Can I use MIMT(multiple instruction, multiple data) execution model in CUDA like as CPU?
(for handling branch divergence effectively)
I’m porting my code with OpenACC.
While working, I found my code makes branch divergence and it occurs ‘inactive’ thread status so many times.
(almost of running time. 80% over of total running time)
But I can’t fix my whole code. So I want to dealing branch divergence effectively.
I heard CUDA execution model is SIMT with 32 warps. In this architecture, braach diverged thread blocks other threads
until the diverged instruction execution complete.
So I think I have to run GPU as MIMD execution model which like thread computing on CPU. (And I’m finding how to)
I had found some documents, but there is some contents.
From ‘CUDA Programming Guide’
A multiprocessor is designed to execute hundreds of threads concurrently. To manage such a large amount of threads, it employs a unique architecture called SIMT (Single-Instruction, Multiple-Thread) that is described in SIMT Architecture. The instructions are pipelined to leverage instruction-level parallelism within a single thread, as well as thread-level parallelism extensively through simultaneous hardware multithreading as detailed in Hardware Multithreading. Unlike CPU cores they are issued in order however and there is no branch prediction and no speculative execution.
But from ‘GPUGems2’(a book)
The latest GPUs, such as the NVIDIA GeForce 6 Series, have similar branch instructions, though their performance characteristics are slightly different. Older GPUs do not have native branching of this form, so other strategies are necessary to emulate these operations.

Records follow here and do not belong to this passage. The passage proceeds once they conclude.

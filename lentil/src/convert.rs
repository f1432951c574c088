use crate::common::*;

/// Smallest empirical p-value representable with `n_iter` permutation
/// trials. The `n_iter = 0` boundary degenerates to 1.0.
pub fn min_p_value(n_iter: usize) -> f64 {
    if n_iter == 0 {
        1.0
    } else {
        1.0 / (n_iter as f64 + 1.0)
    }
}

/// Benjamini-Hochberg adjusted p-values for one family of tests.
///
/// Step-up procedure: sort ascending, scale by `m / rank`, enforce
/// monotonicity from the largest p downward, cap at 1.
pub fn fdr_bh(pvals: &[f64]) -> Vec<f64> {
    let m = pvals.len();
    if m == 0 {
        return vec![];
    }

    let mut order: Vec<usize> = (0..m).collect();
    order.sort_by(|&a, &b| pvals[a].partial_cmp(&pvals[b]).unwrap());

    let mut adjusted = vec![0.0_f64; m];
    let mut running = 1.0_f64;
    for rank in (0..m).rev() {
        let idx = order[rank];
        let scaled = (pvals[idx] * m as f64 / (rank + 1) as f64).min(1.0);
        running = running.min(scaled);
        adjusted[idx] = running;
    }

    adjusted
}

/// Turn permutation counts into multiple-testing corrected SAFE scores.
///
/// Per feature column: empirical p = count / n_iter clipped below at
/// `min_p`, BH-corrected across the node family, then mapped through
/// `log10(p) / log10(min_p)` so that p = min_p scores 1 and p = 1
/// scores 0. `n_iter = 0` yields all-zero scores.
pub fn counts_to_safe_scores(counts: &CountMat, n_iter: usize) -> Mat {
    let (n_nodes, n_features) = counts.dim();
    let mut scores = Mat::zeros((n_nodes, n_features));

    if n_iter == 0 {
        return scores;
    }

    let min_p = min_p_value(n_iter);
    let log_min_p = min_p.log10();

    for j in 0..n_features {
        let pvals: Vec<f64> = (0..n_nodes)
            .map(|i| (counts[(i, j)] as f64 / n_iter as f64).max(min_p))
            .collect();

        let adjusted = fdr_bh(&pvals);

        for (i, &p) in adjusted.iter().enumerate() {
            scores[(i, j)] = p.log10() / log_min_p;
        }
    }

    scores
}
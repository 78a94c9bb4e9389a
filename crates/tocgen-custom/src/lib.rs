//! Per-directory customization overlay for tocgen.
//!
//! Each directory may carry one customization document (`_index.yaml` by
//! default) that tunes the index generated for it: title and descriptions,
//! curated sections, offers made to the parent, node overrides, filters,
//! promotion rules and related topics.
//!
//! # Example
//!
//! ```ignore
//! use std::path::Path;
//! use tocgen_custom::CustomizationStore;
//!
//! let store = CustomizationStore::discover(Path::new("docs"), "_index.yaml");
//! if store.is_filtered("drafts/wip.md") {
//!     // skip
//! }
//! ```

mod customization;
mod store;

pub use customization::{
    Customization, CustomizationError, Guidance, MAX_OFFERS, NodeOverride, PromotionRule,
    RelatedTopic, SectionDefinition,
};
pub use store::{CustomizationStore, RejectedCustomization, resolve_relative};
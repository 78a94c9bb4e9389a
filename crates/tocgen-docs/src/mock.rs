//! Mock document source for testing.
//!
//! Provides [`MockSource`] for unit testing without filesystem access.

use std::path::PathBuf;

use crate::record::FileRecord;
use crate::source::{DocumentSource, SourceError, SourceErrorKind};

/// In-memory document source.
///
/// # Example
///
/// ```ignore
/// use tocgen_docs::{DocumentIndex, MockSource};
///
/// let source = MockSource::new()
///     .with_document("guide/setup.md", "Setup")
///     .with_described("guide/api.md", "API", "Endpoint reference");
/// let index = DocumentIndex::from_sources(&[&source]).unwrap();
/// ```
#[derive(Debug, Default)]
pub struct MockSource {
    records: Vec<FileRecord>,
    fail: bool,
}

impl MockSource {
    /// Create an empty mock source.
    #[must_use]
    pub fn new() -> Self {
        Self::default()
    }

    /// Add a document with the given path and title.
    #[must_use]
    pub fn with_document(self, path: &str, title: &str) -> Self {
        self.with_record(path, title, None)
    }

    /// Add a document with a description.
    #[must_use]
    pub fn with_described(self, path: &str, title: &str, description: &str) -> Self {
        self.with_record(path, title, Some(description))
    }

    /// Add `count` untitled documents named `topic-<n>.md` under `dir`.
    #[must_use]
    pub fn with_topics(mut self, dir: &str, count: usize) -> Self {
        for n in 1..=count {
            let path = crate::path::join(dir, &format!("topic-{n}.md"));
            self = self.with_document(&path, &format!("Topic {n}"));
        }
        self
    }

    /// Make [`DocumentSource::discover`] fail.
    #[must_use]
    pub fn failing(mut self) -> Self {
        self.fail = true;
        self
    }

    fn with_record(mut self, path: &str, title: &str, description: Option<&str>) -> Self {
        self.records.push(FileRecord {
            path: path.to_owned(),
            abs_path: PathBuf::from("/mock").join(path),
            title: title.to_owned(),
            description: description.map(str::to_owned),
            category: None,
        });
        self
    }
}

impl DocumentSource for MockSource {
    fn discover(&self) -> Result<Vec<FileRecord>, SourceError> {
        if self.fail {
            return Err(SourceError::new(SourceErrorKind::Other).with_backend("Mock"));
        }
        Ok(self.records.clone())
    }
}

#[cfg(test)]
mod tests {
    use super::*;
    use crate::DocumentIndex;

    #[test]
    fn test_mock_source_feeds_index() {
        let source = MockSource::new()
            .with_document("a.md", "A")
            .with_described("b/c.md", "C", "Nested")
            .with_topics("d", 2);

        let index = DocumentIndex::from_sources(&[&source]).unwrap();

        assert_eq!(index.len(), 4);
        assert_eq!(index.get("b/c.md").unwrap().description.as_deref(), Some("Nested"));
        assert_eq!(index.get("d/topic-2.md").unwrap().title, "Topic 2");
    }

    #[test]
    fn test_sources_in_priority_order() {
        let primary = MockSource::new().with_document("a.md", "Primary");
        let legacy = MockSource::new()
            .with_document("a.md", "Legacy")
            .with_document("old.md", "Old");

        let index = DocumentIndex::from_sources(&[&primary, &legacy]).unwrap();

        assert_eq!(index.get("a.md").unwrap().title, "Primary");
        assert!(index.get("old.md").is_some());
    }

    #[test]
    fn test_failing_source_propagates() {
        let source = MockSource::new().failing();
        let err = DocumentIndex::from_sources(&[&source]).unwrap_err();
        assert_eq!(err.backend, Some("Mock"));
    }
}
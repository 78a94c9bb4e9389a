//! Navigation-only indices for gap directories.

use tocgen_docs::path::join;

use crate::assemble::finish;
use crate::context::Context;
use crate::document::{DocumentKind, GeneratedDocument, IndexDocument};

/// Build the navigation index of a gap directory.
///
/// Lists every immediate index-producing child with its topic count and
/// short description.
pub(crate) fn navigate(ctx: &Context<'_>, dir: &str) -> GeneratedDocument {
    let doc = IndexDocument {
        title: ctx.title(dir),
        description: ctx.description(dir),
        child_links: ctx
            .plan
            .children(dir)
            .iter()
            .map(|child| ctx.index_link(dir, child))
            .collect(),
        ..IndexDocument::default()
    };

    if doc.estimate_lines() > ctx.options.hard_budget {
        tracing::warn!(
            dir = %dir,
            children = doc.child_links.len(),
            "Navigation index exceeds hard budget"
        );
    }

    let path = join(dir, &ctx.options.index_name);
    finish(dir, DocumentKind::Navigation, path, &doc, false)
}
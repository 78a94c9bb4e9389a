//! Budget-aware assembly of content directory indices.
//!
//! Each content directory is handled independently:
//!
//! 1. curated sections are resolved (child references negotiate with the
//!    child's offers, standalone sections list arbitrary entries);
//! 2. the local section collects the directory's remaining documents;
//! 3. the line estimate decides whether the local section overflows into
//!    an extended index;
//! 4. child indices and related topics are appended and the result is
//!    rendered.

use std::collections::BTreeSet;

use tocgen_custom::{RelatedTopic, SectionDefinition, resolve_relative};
use tocgen_docs::path::{join, strip_dir};

use crate::context::Context;
use crate::document::{
    DocumentKind, GeneratedDocument, GuidanceBlock, IndexDocument, LinkEntry, Section, one_line,
};
use crate::render::render;

/// Heading of the local section when curated sections exist.
const OTHER_TOPICS: &str = "Other Topics";

/// Heading of a guidance block without a title.
const DEFAULT_GUIDANCE_TITLE: &str = "Guidance";

/// Link text of the extended index link.
const OVERFLOW_LINK_TITLE: &str = "Additional Topics";

/// Output of assembling one content directory.
pub(crate) struct Assembly {
    /// Primary index, then the extended index if any.
    pub documents: Vec<GeneratedDocument>,
    /// Child-reference section paths that name no subdirectory.
    pub skipped_sections: Vec<String>,
}

/// Assemble the primary index (and extended index, if any) of a content directory.
pub(crate) fn assemble(ctx: &Context<'_>, dir: &str) -> Assembly {
    let mut doc = header(ctx, dir);

    let curated = curated_sections(ctx, dir);
    let linked: BTreeSet<&str> = curated
        .sections
        .iter()
        .flat_map(|s| s.links.iter().map(|l| l.target.as_str()))
        .collect();

    let own_links = local_links(ctx, dir, &linked);
    let local_count = own_links.len();
    let local = (!own_links.is_empty()).then(|| Section {
        name: (!curated.sections.is_empty()).then(|| OTHER_TOPICS.to_owned()),
        description: None,
        priority: 0,
        links: own_links,
    });

    doc.sections = curated.sections;
    doc.child_links = ctx
        .plan
        .children(dir)
        .iter()
        .filter(|child| !curated.referenced.contains(child.as_str()))
        .map(|child| ctx.index_link(dir, child))
        .collect();
    doc.related = related_links(ctx, dir, ctx.store.related(dir));

    let leaf = ctx.plan.children(dir).is_empty();
    let mut with_local = doc.clone();
    with_local.sections.extend(local.clone());
    let estimate = with_local.estimate_lines();

    let overflows = !leaf && estimate > ctx.options.hard_budget && local_count > 1;

    let mut generated = Vec::with_capacity(2);
    if overflows {
        let overflow_path = join(dir, &ctx.options.overflow_name);
        doc.child_links.insert(
            0,
            LinkEntry {
                title: OVERFLOW_LINK_TITLE.to_owned(),
                href: ctx.links.href(dir, &overflow_path),
                metric: Some(additional_topics(local_count)),
                description: None,
                target: overflow_path.clone(),
            },
        );
        tracing::info!(
            dir = %dir,
            estimate,
            hard = ctx.options.hard_budget,
            moved = local_count,
            "Local topics moved to extended index"
        );

        let overflow = IndexDocument {
            title: format!("{}: {OVERFLOW_LINK_TITLE}", doc.title),
            description: Some(format!(
                "Continued from [{}]({}).",
                doc.title,
                ctx.links.index_href(dir, dir, &ctx.options.index_name)
            )),
            sections: local.into_iter().collect(),
            ..IndexDocument::default()
        };
        generated.push(finish(dir, DocumentKind::Overflow, overflow_path, &overflow, leaf));
    } else {
        doc = with_local;
        let ceiling = if leaf {
            ctx.options.leaf_ceiling()
        } else {
            ctx.options.hard_budget
        };
        if estimate > ceiling {
            tracing::warn!(dir = %dir, lines = estimate, ceiling, "Index exceeds hard budget");
        } else if estimate > ctx.options.soft_budget {
            tracing::info!(
                dir = %dir,
                lines = estimate,
                soft = ctx.options.soft_budget,
                "Index over soft budget"
            );
        }
    }

    let primary_path = join(dir, &ctx.options.index_name);
    generated.insert(0, finish(dir, DocumentKind::Primary, primary_path, &doc, leaf));
    Assembly {
        documents: generated,
        skipped_sections: curated.skipped,
    }
}

/// Title, description, preamble and guidance of a directory index.
pub(crate) fn header(ctx: &Context<'_>, dir: &str) -> IndexDocument {
    let custom = ctx.store.get(dir);

    let preamble = custom
        .and_then(|c| c.preamble.as_deref())
        .map(|text| {
            text.trim()
                .lines()
                .map(|line| line.trim_end().to_owned())
                .collect()
        })
        .unwrap_or_default();

    let guidance = ctx.store.guidance(dir).and_then(|g| {
        let intro = g.intro.as_deref().and_then(one_line);
        let items: Vec<String> = g.items.iter().filter_map(|i| one_line(i)).collect();
        (intro.is_some() || !items.is_empty()).then(|| GuidanceBlock {
            title: g
                .title
                .as_deref()
                .and_then(one_line)
                .unwrap_or_else(|| DEFAULT_GUIDANCE_TITLE.to_owned()),
            intro,
            items,
        })
    });

    IndexDocument {
        title: ctx.title(dir),
        description: ctx.description(dir),
        preamble,
        guidance,
        ..IndexDocument::default()
    }
}

/// Render an index document into a generated document.
pub(crate) fn finish(
    dir: &str,
    kind: DocumentKind,
    path: String,
    doc: &IndexDocument,
    leaf: bool,
) -> GeneratedDocument {
    let content = render(doc);
    let lines = content.lines().count();
    debug_assert_eq!(lines, doc.estimate_lines(), "estimate drifted from render");
    GeneratedDocument {
        dir: dir.to_owned(),
        kind,
        path,
        content,
        lines,
        leaf,
    }
}

fn additional_topics(count: usize) -> String {
    if count == 1 {
        "1 additional topic".to_owned()
    } else {
        format!("{count} additional topics")
    }
}

/// Resolved curated sections of a directory.
struct Curated {
    /// Non-empty sections, priority descending then name.
    sections: Vec<Section>,
    /// Child directories covered by a kept child-reference section.
    referenced: BTreeSet<String>,
    /// Child-reference paths that name no subdirectory.
    skipped: Vec<String>,
}

fn curated_sections(ctx: &Context<'_>, dir: &str) -> Curated {
    let mut sections = Vec::new();
    let mut referenced = BTreeSet::new();
    let mut skipped = Vec::new();

    for definition in ctx.store.sections(dir) {
        let priority = definition.priority();
        match definition {
            SectionDefinition::ChildReference { path, include, .. } => {
                let Some(child) = resolve_relative(dir, path)
                    .filter(|child| strip_dir(child, dir).is_some_and(|rest| !rest.is_empty()))
                else {
                    tracing::warn!(
                        dir = %dir,
                        path = %path,
                        "Section path names no subdirectory, skipping"
                    );
                    skipped.push(path.clone());
                    continue;
                };
                let section = child_reference(ctx, dir, &child, priority, include.as_deref());
                if !section.links.is_empty() {
                    referenced.insert(child);
                    sections.push(section);
                }
            }
            SectionDefinition::Standalone { name, include, .. } => {
                let mut links: Vec<LinkEntry> = Vec::new();
                for entry in include {
                    let Some(path) = tocgen_docs::path::normalize(entry) else {
                        tracing::debug!(dir = %dir, entry = %entry, "Entry escapes tree root");
                        continue;
                    };
                    if let Some(link) = ctx.resolve_entry(dir, &path) {
                        push_unique(&mut links, link);
                    }
                }
                sections.push(Section {
                    name: one_line(name),
                    description: None,
                    priority,
                    links,
                });
            }
        }
    }

    sections.retain(|s| !s.links.is_empty());
    sections.sort_by(|a, b| {
        b.priority
            .cmp(&a.priority)
            .then_with(|| a.name.cmp(&b.name))
    });

    Curated {
        sections,
        referenced,
        skipped,
    }
}

fn child_reference(
    ctx: &Context<'_>,
    dir: &str,
    child: &str,
    priority: u8,
    include: Option<&[String]>,
) -> Section {
    let mut links = Vec::new();
    if ctx.plan.produces_index(child) {
        let mut index = ctx.index_link(dir, child);
        // The section description already carries it.
        index.description = None;
        links.push(index);
    }

    let offers = ctx.store.offers(child);
    for entry in select_entries(include.unwrap_or_default(), offers, priority) {
        let Some(path) = resolve_relative(child, entry) else {
            tracing::debug!(dir = %dir, entry = %entry, "Entry escapes tree root");
            continue;
        };
        if let Some(link) = ctx.resolve_entry(dir, &path) {
            push_unique(&mut links, link);
        }
    }

    Section {
        name: Some(ctx.title(child)),
        description: ctx.short_description(child),
        priority,
        links,
    }
}

/// Entries a child-reference section lists, in order.
///
/// Explicit includes come first. Offers then fill the section up to
/// `ceil(offers × priority / 100)` entries (never more than the number of
/// offers), skipping duplicates.
pub(crate) fn select_entries<'e>(
    include: &'e [String],
    offers: &'e [String],
    priority: u8,
) -> Vec<&'e str> {
    let slots = (offers.len() * usize::from(priority))
        .div_ceil(100)
        .min(offers.len());

    let mut entries: Vec<&str> = Vec::with_capacity(include.len().max(slots));
    for entry in include {
        if !entries.contains(&entry.as_str()) {
            entries.push(entry);
        }
    }
    for offer in offers {
        if entries.len() >= slots {
            break;
        }
        if !entries.contains(&offer.as_str()) {
            entries.push(offer);
        }
    }
    entries
}

fn push_unique(links: &mut Vec<LinkEntry>, link: LinkEntry) {
    if !links.iter().any(|l| l.target == link.target) {
        links.push(link);
    }
}

/// Links to the directory's own documents not listed in curated sections.
///
/// Documents named in the directory's offers come first, in offer order.
fn local_links(ctx: &Context<'_>, dir: &str, linked: &BTreeSet<&str>) -> Vec<LinkEntry> {
    let mut remaining: Vec<&str> = ctx
        .plan
        .documents(dir)
        .iter()
        .map(String::as_str)
        .filter(|path| !linked.contains(path))
        .collect();

    let mut ordered: Vec<&str> = Vec::with_capacity(remaining.len());
    for offer in ctx.store.offers(dir) {
        let Some(path) = resolve_relative(dir, offer) else {
            continue;
        };
        let with_ext = format!("{path}.{}", ctx.options.extension);
        if let Some(pos) = remaining
            .iter()
            .position(|doc| *doc == path || *doc == with_ext)
        {
            ordered.push(remaining.remove(pos));
        }
    }
    ordered.extend(remaining);

    ordered
        .into_iter()
        .filter_map(|path| ctx.index.get(path))
        .map(|record| ctx.document_link(dir, record))
        .collect()
}

/// Related-topic links, weight descending then path.
pub(crate) fn related_links(
    ctx: &Context<'_>,
    dir: &str,
    related: &[RelatedTopic],
) -> Vec<LinkEntry> {
    let mut resolved: Vec<(u32, String, LinkEntry)> = related
        .iter()
        .filter_map(|topic| {
            let Some(target) = resolve_relative(dir, &topic.path) else {
                tracing::debug!(dir = %dir, path = %topic.path, "Related path escapes tree root");
                return None;
            };
            let mut link = ctx.resolve_entry(dir, &target)?;
            link.metric = None;
            link.description = related_description(topic).or(link.description);
            Some((topic.weight, target, link))
        })
        .collect();

    resolved.sort_by(|a, b| b.0.cmp(&a.0).then_with(|| a.1.cmp(&b.1)));
    resolved.into_iter().map(|(_, _, link)| link).collect()
}

fn related_description(topic: &RelatedTopic) -> Option<String> {
    let reason = topic.reason.as_deref().and_then(one_line);
    let keywords = (!topic.keywords.is_empty()).then(|| topic.keywords.join(", "));
    match (reason, keywords) {
        (Some(reason), Some(keywords)) => Some(format!("{reason} (keywords: {keywords})")),
        (Some(reason), None) => Some(reason),
        (None, Some(keywords)) => Some(format!("keywords: {keywords}")),
        (None, None) => None,
    }
}
impl Config {
    /// Load configuration from file with optional CLI settings.
    ///
    /// If `config_path` is provided, loads from that file.
    /// Otherwise, searches for `tocgen.toml` in current directory and parents.
    ///
    /// CLI settings are applied after loading and path resolution, allowing CLI
    /// arguments to take precedence over config file values. The result is
    /// validated once more after overrides.
    ///
    /// # Errors
    ///
    /// Returns error if explicit `config_path` doesn't exist, parsing fails,
    /// or the final configuration is invalid.
    pub fn load(
        config_path: Option<&Path>,
        cli_settings: Option<&CliSettings>,
    ) -> Result<Self, ConfigError> {
        let mut config = if let Some(path) = config_path {
            if !path.exists() {
                return Err(ConfigError::NotFound(path.to_path_buf()));
            }
            Self::load_from_file(path)?
        } else if let Some(discovered) = Self::discover_config() {
            Self::load_from_file(&discovered)?
        } else {
            Self::default_with_cwd()
        };

        if let Some(settings) = cli_settings {
            config.apply_cli_settings(settings);
            config.validate()?;
        }

        Ok(config)
    }

    /// Apply CLI settings to the configuration.
    fn apply_cli_settings(&mut self, settings: &CliSettings) {
        if let Some(source_dir) = &settings.source_dir {
            self.docs_resolved.source_dir.clone_from(source_dir);
        }
        if let Some(soft) = settings.soft_budget {
            self.budget.soft = soft;
        }
        if let Some(hard) = settings.hard_budget {
            self.budget.hard = hard;
        }
        if let Some(base_url) = &settings.base_url {
            self.output_resolved.base_url = normalize_base_url(base_url);
        }
        if let Some(output_dir) = &settings.output_dir {
            self.output_resolved.dir = Some(output_dir.clone());
        }
    }

    /// Search for config file in current directory and parents.
    fn discover_config() -> Option<PathBuf> {
        let mut current = std::env::current_dir().ok()?;
        loop {
            let candidate = current.join(CONFIG_FILENAME);
            if candidate.exists() {
                return Some(candidate);
            }
            if !current.pop() {
                return None;
            }
        }
    }

    /// Create default config with paths relative to current working directory.
    fn default_with_cwd() -> Self {
        let cwd = std::env::current_dir().unwrap_or_default();
        Self::default_with_base(&cwd)
    }

    /// Create default config with paths relative to given base directory.
    fn default_with_base(base: &Path) -> Self {
        Self {
            docs: DocsConfigRaw::default(),
            budget: BudgetConfig::default(),
            output: OutputConfigRaw::default(),
            customization: CustomizationConfig::default(),
            docs_resolved: DocsConfig {
                source_dir: base.join("docs"),
                ..DocsConfig::default()
            },
            output_resolved: OutputConfig::default(),
            config_path: None,
        }
    }

    /// Load configuration from a specific file.
    fn load_from_file(path: &Path) -> Result<Self, ConfigError> {
        let content = std::fs::read_to_string(path)?;
        let mut config: Self = toml::from_str(&content)?;

        config.expand_env_vars()?;

        let config_dir = path.parent().unwrap_or(Path::new("."));
        config.resolve_paths(config_dir);
        config.config_path = Some(path.to_path_buf());

        config.validate()?;

        Ok(config)
    }

    /// Validate configuration values.
    ///
    /// # Errors
    ///
    /// Returns `ConfigError::Validation` if any validation fails.
    pub fn validate(&self) -> Result<(), ConfigError> {
        self.validate_budget()?;
        self.validate_output()?;
        require_non_empty(&self.customization.name, "customization.name")?;
        require_non_empty(&self.docs_resolved.extension, "docs.extension")?;
        Ok(())
    }

    /// Validate line budget configuration.
    fn validate_budget(&self) -> Result<(), ConfigError> {
        if self.budget.soft == 0 || self.budget.hard == 0 {
            return Err(ConfigError::Validation(
                "budget.soft and budget.hard must be greater than 0".to_owned(),
            ));
        }
        if self.budget.soft > self.budget.hard {
            return Err(ConfigError::Validation(format!(
                "budget.soft ({}) cannot exceed budget.hard ({})",
                self.budget.soft, self.budget.hard
            )));
        }
        Ok(())
    }

    /// Validate output configuration.
    fn validate_output(&self) -> Result<(), ConfigError> {
        let output = &self.output_resolved;
        require_non_empty(&output.index_name, "output.index_name")?;
        require_non_empty(&output.overflow_name, "output.overflow_name")?;
        if output.index_name == output.overflow_name {
            return Err(ConfigError::Validation(
                "output.index_name and output.overflow_name must differ".to_owned(),
            ));
        }
        if output.index_name.contains('/') || output.overflow_name.contains('/') {
            return Err(ConfigError::Validation(
                "output filenames cannot contain '/'".to_owned(),
            ));
        }
        if let Some(ref base_url) = output.base_url {
            require_http_url(base_url, "output.base_url")?;
        }
        Ok(())
    }

    /// Expand environment variable references in configuration strings.
    fn expand_env_vars(&mut self) -> Result<(), ConfigError> {
        if let Some(ref url) = self.output.base_url {
            self.output.base_url = Some(expand::expand_env(url, "output.base_url")?);
        }
        Ok(())
    }

    /// Resolve relative paths to absolute paths based on config directory.
    fn resolve_paths(&mut self, config_dir: &Path) {
        let defaults = OutputConfig::default();

        self.docs_resolved = DocsConfig {
            source_dir: config_dir.join(self.docs.source_dir.as_deref().unwrap_or("docs")),
            extension: self
                .docs
                .extension
                .as_deref()
                .map_or_else(
                    || DocsConfig::default().extension,
                    |e| e.trim_start_matches('.').to_owned(),
                ),
            exclude_names: self.docs.exclude_names.clone(),
        };

        self.output_resolved = OutputConfig {
            index_name: self.output.index_name.clone().unwrap_or(defaults.index_name),
            overflow_name: self
                .output
                .overflow_name
                .clone()
                .unwrap_or(defaults.overflow_name),
            base_url: self.output.base_url.as_deref().and_then(normalize_base_url),
            dir: self.output.dir.as_deref().map(|d| config_dir.join(d)),
            site_title: self.output.site_title.clone().unwrap_or(defaults.site_title),
        };
    }
}
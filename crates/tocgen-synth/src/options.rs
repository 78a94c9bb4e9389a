//! Synthesis options.

/// Knobs controlling index synthesis.
#[derive(Clone, Debug, PartialEq, Eq)]
pub struct SynthOptions {
    /// Line count above which a document is reported as over the soft budget.
    pub soft_budget: usize,
    /// Line count above which a navigation index overflows.
    pub hard_budget: usize,
    /// Filename of the primary index.
    pub index_name: String,
    /// Filename of the extended (overflow) index.
    pub overflow_name: String,
    /// Topic document extension without the dot.
    pub extension: String,
    /// Title of the root index.
    pub site_title: String,
    /// Base URL for absolute links (no trailing slash).
    pub base_url: Option<String>,
}

impl Default for SynthOptions {
    fn default() -> Self {
        Self {
            soft_budget: 50,
            hard_budget: 75,
            index_name: "INDEX.md".to_owned(),
            overflow_name: "INDEX-EXTENDED.md".to_owned(),
            extension: "md".to_owned(),
            site_title: "Documentation".to_owned(),
            base_url: None,
        }
    }
}

impl SynthOptions {
    /// Ceiling applied to leaf directories, which never overflow.
    #[must_use]
    pub fn leaf_ceiling(&self) -> usize {
        self.hard_budget.saturating_mul(2)
    }
}
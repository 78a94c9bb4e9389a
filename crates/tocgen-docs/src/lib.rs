//! Topic document discovery and indexing for tocgen.
//!
//! This crate builds the [`DocumentIndex`]: a path-keyed, read-only map of
//! every topic document under a tree root. It provides:
//!
//! - [`DocumentSource`] trait, the seam between discovery backends and the index
//! - [`FsSource`] filesystem walker with bounded-prefix metadata extraction
//! - [`MockSource`] for testing (behind `mock` feature flag)
//! - [`path`] helpers for root-relative `/`-separated paths
//!
//! # Example
//!
//! ```ignore
//! use std::path::PathBuf;
//! use tocgen_docs::{DocumentIndex, FsSource};
//!
//! let source = FsSource::new(PathBuf::from("docs"));
//! let index = DocumentIndex::from_sources(&[&source])?;
//! for record in index.iter() {
//!     println!("{}: {}", record.path, record.title);
//! }
//! ```

mod frontmatter;
mod fs;
#[cfg(feature = "mock")]
mod mock;
pub mod path;
mod record;
mod source;

pub use frontmatter::{DocumentMeta, extract_meta};
pub use fs::{FsSource, walk_tree};
#[cfg(feature = "mock")]
pub use mock::MockSource;
pub use record::{DocumentIndex, FileRecord};
pub use source::{DocumentSource, SourceError, SourceErrorKind};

The two most common control mechanisms in parallel architectures are single instruction, multiple data (SIMD) and multiple instruction, multiple data (MIMD). All processors in a SIMD-parallel architecture execute the same instruction at the same time; in a MIMD-parallel architecture, different processors may simultaneously execute different instructions. There are three current methods used by GPUs to implement branching: MIMD branching, SIMD branching, and condition codes.
MIMD branching is the ideal case, in which different processors can take different data-dependent branches without penalty, much like a CPU. The NVIDIA GeForce 6 Series supports MIMD branching in its vertex processors.
What is true?
Can I use MIMD exec model from NVIDIA GPU with CUDA?
If OK, how can I use it?
I really thanks for your all reply. :)
– I’M WORKING ON –
Ubuntu 14.04 LTS
NVIDIA GeForce 960
compiler : PGI 15.7 (for OpenACC)